[Source data — start]
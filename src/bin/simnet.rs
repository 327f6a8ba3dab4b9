//! Simulated test network binary
//!
//! Brings up the gateway, the programmable device (1.1.4) and the responder
//! device (1.1.5) on one virtual subnet, then generates periodic read/write
//! traffic and system broadcasts until the operator types `exit`.
//!
//! # Usage
//!
//! ```bash
//! RUST_LOG=info simnet
//! ```
//!
//! Configuration is read from the environment:
//!
//! - `SIMNET_MEDIUM`: `tp` (default), `ip` or `rf`
//! - `SIMNET_INTERVAL_SECS`: traffic loop interval, default 10
//! - `SIMNET_TRAFFIC`: `0` disables the read/write traffic generator
//! - `SIMNET_SYS_BROADCASTS`: `0` disables the system-broadcast sequence

use std::env;
use std::process::ExitCode;
use std::time::Duration;

use fieldbus_sim::driver::{DriverConfig, NetworkDriver};
use fieldbus_sim::transport::Medium;

#[tokio::main]
async fn main() -> ExitCode {
    env_logger::Builder::from_env(env_logger::Env::default().default_filter_or("info")).init();

    let config = match config_from_env() {
        Ok(config) => config,
        Err(e) => {
            eprintln!("{e} -- exit");
            return ExitCode::FAILURE;
        }
    };

    let mut driver = match NetworkDriver::bootstrap(config).await {
        Ok(driver) => driver,
        Err(e) => {
            eprintln!("{e} -- exit");
            return ExitCode::FAILURE;
        }
    };

    if let Err(e) = driver.run().await {
        eprintln!("{e}");
        return ExitCode::FAILURE;
    }
    ExitCode::SUCCESS
}

fn config_from_env() -> Result<DriverConfig, String> {
    let mut config = DriverConfig::default();

    if let Ok(value) = env::var("SIMNET_MEDIUM") {
        config.medium = match value.as_str() {
            "tp" => Medium::Tp,
            "ip" => Medium::Ip,
            "rf" => Medium::Rf,
            other => return Err(format!("unknown medium {other:?} (use tp, ip or rf)")),
        };
    }

    if let Ok(value) = env::var("SIMNET_INTERVAL_SECS") {
        let secs: u64 = value
            .parse()
            .map_err(|_| format!("invalid interval {value:?}"))?;
        config.update_interval = Duration::from_secs(secs.max(1));
    }

    if let Ok(value) = env::var("SIMNET_TRAFFIC") {
        config.generate_traffic = value != "0";
    }
    if let Ok(value) = env::var("SIMNET_SYS_BROADCASTS") {
        config.system_broadcasts = value != "0";
    }

    Ok(config)
}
[Source data — finish]
Transcribe exactly the line containing "ExitCode::SUCCESS" along with all later lines of the material, through its last line. Add nothing.

    ExitCode::SUCCESS
}

fn config_from_env() -> Result<DriverConfig, String> {
    let mut config = DriverConfig::default();

    if let Ok(value) = env::var("SIMNET_MEDIUM") {
        config.medium = match value.as_str() {
            "tp" => Medium::Tp,
            "ip" => Medium::Ip,
            "rf" => Medium::Rf,
            other => return Err(format!("unknown medium {other:?} (use tp, ip or rf)")),
        };
    }

    if let Ok(value) = env::var("SIMNET_INTERVAL_SECS") {
        let secs: u64 = value
            .parse()
            .map_err(|_| format!("invalid interval {value:?}"))?;
        config.update_interval = Duration::from_secs(secs.max(1));
    }

    if let Ok(value) = env::var("SIMNET_TRAFFIC") {
        config.generate_traffic = value != "0";
    }
    if let Ok(value) = env::var("SIMNET_SYS_BROADCASTS") {
        config.system_broadcasts = value != "0";
    }

    Ok(config)
}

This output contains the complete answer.